* WHAT NEEDS TO BE DONE *
Repeat the data below exactly, with every entry included.

================================

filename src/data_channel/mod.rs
//! Reliable message channel boundary.
//!
//! The engine owns the channel. The transport only sends frames on it and
//! listens to its events.

pub mod data_channel_init;
pub mod data_channel_state;

use async_trait::async_trait;
use bytes::Bytes;

use crate::error::{Error, Result};
use data_channel_state::RTCDataChannelState;

/// DataChannelMessage represents a message received from the
/// data channel. IsString will be set to true if the incoming
/// message is of the string type. Otherwise the message is of
/// a binary type.
#[derive(Default, Debug, Clone, PartialEq, Eq)]
pub struct DataChannelMessage {
    pub is_string: bool,
    pub data: Bytes,
}

impl DataChannelMessage {
    pub fn text(text: &str) -> Self {
        DataChannelMessage {
            is_string: true,
            data: Bytes::copy_from_slice(text.as_bytes()),
        }
    }
}

/// DataChannelEventHandler receives the events of one data channel.
#[async_trait]
pub trait DataChannelEventHandler: Send + Sync {
    async fn on_open(&self) {}
    async fn on_message(&self, _msg: DataChannelMessage) {}
    async fn on_error(&self, _err: Error) {}
    async fn on_close(&self) {}
}

/// DataChannel is the capability set used from an engine data channel.
#[async_trait]
pub trait DataChannel: Send + Sync {
    fn label(&self) -> &str;

    /// id is the stream id of the channel, if one was assigned yet.
    fn id(&self) -> Option<u16>;

    fn ready_state(&self) -> RTCDataChannelState;

    /// send_text sends a text message and returns the number of bytes sent.
    async fn send_text(&self, text: String) -> Result<usize>;

    /// send sends a binary message and returns the number of bytes sent.
    async fn send(&self, data: &Bytes) -> Result<usize>;

    /// set_event_handler replaces the handler events are delivered to.
    /// Passing None detaches the current one.
    fn set_event_handler(&self, handler: Option<std::sync::Arc<dyn DataChannelEventHandler>>);

    async fn close(&self) -> Result<()>;
}
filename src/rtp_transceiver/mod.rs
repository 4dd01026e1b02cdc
//! Track handles and the directive protocol they use to reach the engine.

pub mod directive;
pub mod rtp_receiver;
pub mod rtp_sender;

use serde::{Deserialize, Serialize};

/// TrackIndex is the stable index a coordinator assigns to a track handle.
pub type TrackIndex = usize;

/// RTCRtpSenderId identifies an outbound RTP sender inside the engine.
#[derive(Default, Debug, Copy, Clone, PartialEq, Eq, Hash)]
pub struct RTCRtpSenderId(pub usize);

/// RTCRtpReceiverId identifies an inbound RTP receiver inside the engine.
#[derive(Default, Debug, Copy, Clone, PartialEq, Eq, Hash)]
pub struct RTCRtpReceiverId(pub usize);

/// RTPEncodingParameters provides information relating to one encoding of
/// an outbound stream.
/// <https://w3c.github.io/webrtc-pc/#dom-rtcrtpencodingparameters>
#[derive(Default, Debug, Clone, PartialEq, Serialize, Deserialize)]
#[serde(rename_all = "camelCase")]
pub struct RTCRtpEncodingParameters {
    #[serde(default, skip_serializing_if = "Option::is_none")]
    pub rid: Option<String>,
    #[serde(default = "default_active")]
    pub active: bool,
    #[serde(default, skip_serializing_if = "Option::is_none")]
    pub max_bitrate: Option<u32>,
    #[serde(default, skip_serializing_if = "Option::is_none")]
    pub max_framerate: Option<f64>,
    #[serde(default, skip_serializing_if = "Option::is_none")]
    pub scale_resolution_down_by: Option<f64>,
}

fn default_active() -> bool {
    true
}

/// RTPSendParameters contains the RTP stack settings used by a sender.
///
/// `transaction_id` is issued by the engine on read and must be handed back
/// unchanged when the parameters are committed.
#[derive(Default, Debug, Clone, PartialEq, Serialize, Deserialize)]
#[serde(rename_all = "camelCase")]
pub struct RTCRtpSendParameters {
    pub transaction_id: String,
    pub encodings: Vec<RTCRtpEncodingParameters>,
}
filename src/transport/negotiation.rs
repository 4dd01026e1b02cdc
use std::fmt;

use serde::{Deserialize, Deserializer, Serialize};

use crate::ice_transport::ice_candidate::RTCIceCandidateInit;
use crate::peer_connection::sdp::session_description::RTCSessionDescription;

const PAYLOAD_TYPE_OFFER_STR: &str = "offer";
const PAYLOAD_TYPE_ANSWER_STR: &str = "answer";
const PAYLOAD_TYPE_CANDIDATE_STR: &str = "candidate";

/// NegotiationPayload is one message of the offer/answer exchange, as relayed
/// between two transports.
///
/// On the wire it is `{"type": "offer" | "answer" | "candidate", "data": ..}`.
/// A payload of any other type decodes to `Unknown` and is discarded by
/// [`Transport::handle_negotiation`](super::Transport::handle_negotiation).
#[derive(Debug, Clone, PartialEq, Serialize)]
#[serde(tag = "type", content = "data", rename_all = "lowercase")]
pub enum NegotiationPayload {
    Offer(RTCSessionDescription),
    Answer(RTCSessionDescription),
    Candidate(RTCIceCandidateInit),
    #[serde(skip_serializing)]
    Unknown(String),
}

impl NegotiationPayload {
    pub fn payload_type(&self) -> &str {
        match self {
            NegotiationPayload::Offer(_) => PAYLOAD_TYPE_OFFER_STR,
            NegotiationPayload::Answer(_) => PAYLOAD_TYPE_ANSWER_STR,
            NegotiationPayload::Candidate(_) => PAYLOAD_TYPE_CANDIDATE_STR,
            NegotiationPayload::Unknown(payload_type) => payload_type.as_str(),
        }
    }
}

impl fmt::Display for NegotiationPayload {
    fn fmt(&self, f: &mut fmt::Formatter<'_>) -> fmt::Result {
        write!(f, "{}", self.payload_type())
    }
}

#[derive(Deserialize)]
struct RawNegotiationPayload {
    #[serde(rename = "type")]
    payload_type: String,
    #[serde(default)]
    data: serde_json::Value,
}

impl<'de> Deserialize<'de> for NegotiationPayload {
    fn deserialize<D>(deserializer: D) -> Result<Self, D::Error>
    where
        D: Deserializer<'de>,
    {
        let raw = RawNegotiationPayload::deserialize(deserializer)?;

        let payload = match raw.payload_type.as_str() {
            PAYLOAD_TYPE_OFFER_STR => NegotiationPayload::Offer(
                serde_json::from_value(raw.data).map_err(serde::de::Error::custom)?,
            ),
            PAYLOAD_TYPE_ANSWER_STR => NegotiationPayload::Answer(
                serde_json::from_value(raw.data).map_err(serde::de::Error::custom)?,
            ),
            PAYLOAD_TYPE_CANDIDATE_STR => NegotiationPayload::Candidate(
                serde_json::from_value(raw.data).map_err(serde::de::Error::custom)?,
            ),
            _ => NegotiationPayload::Unknown(raw.payload_type),
        };

        Ok(payload)
    }
}
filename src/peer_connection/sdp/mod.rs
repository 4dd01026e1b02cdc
pub mod sdp_type;
pub mod session_description;
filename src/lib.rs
#![warn(rust_2018_idioms)]

pub mod data_channel;
pub mod data_handler;
pub mod engine;
pub mod error;
pub mod ice_transport;
pub mod media_handler;
pub mod peer_connection;
pub mod rtp_transceiver;
pub mod signaling;
pub mod stats;
pub mod track;
pub mod transport;

pub use error::Error;
pub use transport::connection_state::ConnectionState;
pub use transport::negotiation::NegotiationPayload;
pub use transport::{Transport, TransportBuilder};

pub(crate) const UNSPECIFIED_STR: &str = "Unspecified";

================================

* REPLY *
filename src/data_channel/mod.rs
//! Reliable message channel boundary.
//!
//! The engine owns the channel. The transport only sends frames on it and
//! listens to its events.

pub mod data_channel_init;
pub mod data_channel_state;

use async_trait::async_trait;
use bytes::Bytes;

use crate::error::{Error, Result};
use data_channel_state::RTCDataChannelState;

/// DataChannelMessage represents a message received from the
/// data channel. IsString will be set to true if the incoming
/// message is of the string type. Otherwise the message is of
/// a binary type.
#[derive(Default, Debug, Clone, PartialEq, Eq)]
pub struct DataChannelMessage {
    pub is_string: bool,
    pub data: Bytes,
}

impl DataChannelMessage {
    pub fn text(text: &str) -> Self {
        DataChannelMessage {
            is_string: true,
            data: Bytes::copy_from_slice(text.as_bytes()),
        }
    }
}

/// DataChannelEventHandler receives the events of one data channel.
#[async_trait]
pub trait DataChannelEventHandler: Send + Sync {
    async fn on_open(&self) {}
    async fn on_message(&self, _msg: DataChannelMessage) {}
    async fn on_error(&self, _err: Error) {}
    async fn on_close(&self) {}
}

/// DataChannel is the capability set used from an engine data channel.
#[async_trait]
pub trait DataChannel: Send + Sync {
    fn label(&self) -> &str;

    /// id is the stream id of the channel, if one was assigned yet.
    fn id(&self) -> Option<u16>;

    fn ready_state(&self) -> RTCDataChannelState;

    /// send_text sends a text message and returns the number of bytes sent.
    async fn send_text(&self, text: String) -> Result<usize>;

    /// send sends a binary message and returns the number of bytes sent.
    async fn send(&self, data: &Bytes) -> Result<usize>;

    /// set_event_handler replaces the handler events are delivered to.
    /// Passing None detaches the current one.
    fn set_event_handler(&self, handler: Option<std::sync::Arc<dyn DataChannelEventHandler>>);

    async fn close(&self) -> Result<()>;
}
filename src/rtp_transceiver/mod.rs
repository 4dd01026e1b02cdc
//! Track handles and the directive protocol they use to reach the engine.

pub mod directive;
pub mod rtp_receiver;
pub mod rtp_sender;

use serde::{Deserialize, Serialize};

/// TrackIndex is the stable index a coordinator assigns to a track handle.
pub type TrackIndex = usize;

/// RTCRtpSenderId identifies an outbound RTP sender inside the engine.
#[derive(Default, Debug, Copy, Clone, PartialEq, Eq, Hash)]
pub struct RTCRtpSenderId(pub usize);

/// RTCRtpReceiverId identifies an inbound RTP receiver inside the engine.
#[derive(Default, Debug, Copy, Clone, PartialEq, Eq, Hash)]
pub struct RTCRtpReceiverId(pub usize);

/// RTPEncodingParameters provides information relating to one encoding of
/// an outbound stream.
/// <https://w3c.github.io/webrtc-pc/#dom-rtcrtpencodingparameters>
#[derive(Default, Debug, Clone, PartialEq, Serialize, Deserialize)]
#[serde(rename_all = "camelCase")]
pub struct RTCRtpEncodingParameters {
    #[serde(default, skip_serializing_if = "Option::is_none")]
    pub rid: Option<String>,
    #[serde(default = "default_active")]
    pub active: bool,
    #[serde(default, skip_serializing_if = "Option::is_none")]
    pub max_bitrate: Option<u32>,
    #[serde(default, skip_serializing_if = "Option::is_none")]
    pub max_framerate: Option<f64>,
    #[serde(default, skip_serializing_if = "Option::is_none")]
    pub scale_resolution_down_by: Option<f64>,
}

fn default_active() -> bool {
    true
}

/// RTPSendParameters contains the RTP stack settings used by a sender.
///
/// `transaction_id` is issued by the engine on read and must be handed back
/// unchanged when the parameters are committed.
#[derive(Default, Debug, Clone, PartialEq, Serialize, Deserialize)]
#[serde(rename_all = "camelCase")]
pub struct RTCRtpSendParameters {
    pub transaction_id: String,
    pub encodings: Vec<RTCRtpEncodingParameters>,
}
filename src/transport/negotiation.rs
repository 4dd01026e1b02cdc
use std::fmt;

use serde::{Deserialize, Deserializer, Serialize};

use crate::ice_transport::ice_candidate::RTCIceCandidateInit;
use crate::peer_connection::sdp::session_description::RTCSessionDescription;

const PAYLOAD_TYPE_OFFER_STR: &str = "offer";
const PAYLOAD_TYPE_ANSWER_STR: &str = "answer";
const PAYLOAD_TYPE_CANDIDATE_STR: &str = "candidate";

/// NegotiationPayload is one message of the offer/answer exchange, as relayed
/// between two transports.
///
/// On the wire it is `{"type": "offer" | "answer" | "candidate", "data": ..}`.
/// A payload of any other type decodes to `Unknown` and is discarded by
/// [`Transport::handle_negotiation`](super::Transport::handle_negotiation).
#[derive(Debug, Clone, PartialEq, Serialize)]
#[serde(tag = "type", content = "data", rename_all = "lowercase")]
pub enum NegotiationPayload {
    Offer(RTCSessionDescription),
    Answer(RTCSessionDescription),
    Candidate(RTCIceCandidateInit),
    #[serde(skip_serializing)]
    Unknown(String),
}

impl NegotiationPayload {
    pub fn payload_type(&self) -> &str {
        match self {
            NegotiationPayload::Offer(_) => PAYLOAD_TYPE_OFFER_STR,
            NegotiationPayload::Answer(_) => PAYLOAD_TYPE_ANSWER_STR,
            NegotiationPayload::Candidate(_) => PAYLOAD_TYPE_CANDIDATE_STR,
            NegotiationPayload::Unknown(payload_type) => payload_type.as_str(),
        }
    }
}

impl fmt::Display for NegotiationPayload {
    fn fmt(&self, f: &mut fmt::Formatter<'_>) -> fmt::Result {
        write!(f, "{}", self.payload_type())
    }
}

#[derive(Deserialize)]
struct RawNegotiationPayload {
    #[serde(rename = "type")]
    payload_type: String,
    #[serde(default)]
    data: serde_json::Value,
}

impl<'de> Deserialize<'de> for NegotiationPayload {
    fn deserialize<D>(deserializer: D) -> Result<Self, D::Error>
    where
        D: Deserializer<'de>,
    {
        let raw = RawNegotiationPayload::deserialize(deserializer)?;

        let payload = match raw.payload_type.as_str() {
            PAYLOAD_TYPE_OFFER_STR => NegotiationPayload::Offer(
                serde_json::from_value(raw.data).map_err(serde::de::Error::custom)?,
            ),
            PAYLOAD_TYPE_ANSWER_STR => NegotiationPayload::Answer(
                serde_json::from_value(raw.data).map_err(serde::de::Error::custom)?,
            ),
            PAYLOAD_TYPE_CANDIDATE_STR => NegotiationPayload::Candidate(
                serde_json::from_value(raw.data).map_err(serde::de::Error::custom)?,
            ),
            _ => NegotiationPayload::Unknown(raw.payload_type),
        };

        Ok(payload)
    }
}
filename src/peer_connection/sdp/mod.rs
repository 4dd01026e1b02cdc
pub mod sdp_type;
pub mod session_description;
filename src/lib.rs
#![warn(rust_2018_idioms)]

pub mod data_channel;
pub mod data_handler;
pub mod engine;
pub mod error;
pub mod ice_transport;
pub mod media_handler;
pub mod peer_connection;
pub mod rtp_transceiver;
pub mod signaling;
pub mod stats;
pub mod track;
pub mod transport;

pub use error::Error;
pub use transport::connection_state::ConnectionState;
pub use transport::negotiation::NegotiationPayload;
pub use transport::{Transport, TransportBuilder};

pub(crate) const UNSPECIFIED_STR: &str = "Unspecified";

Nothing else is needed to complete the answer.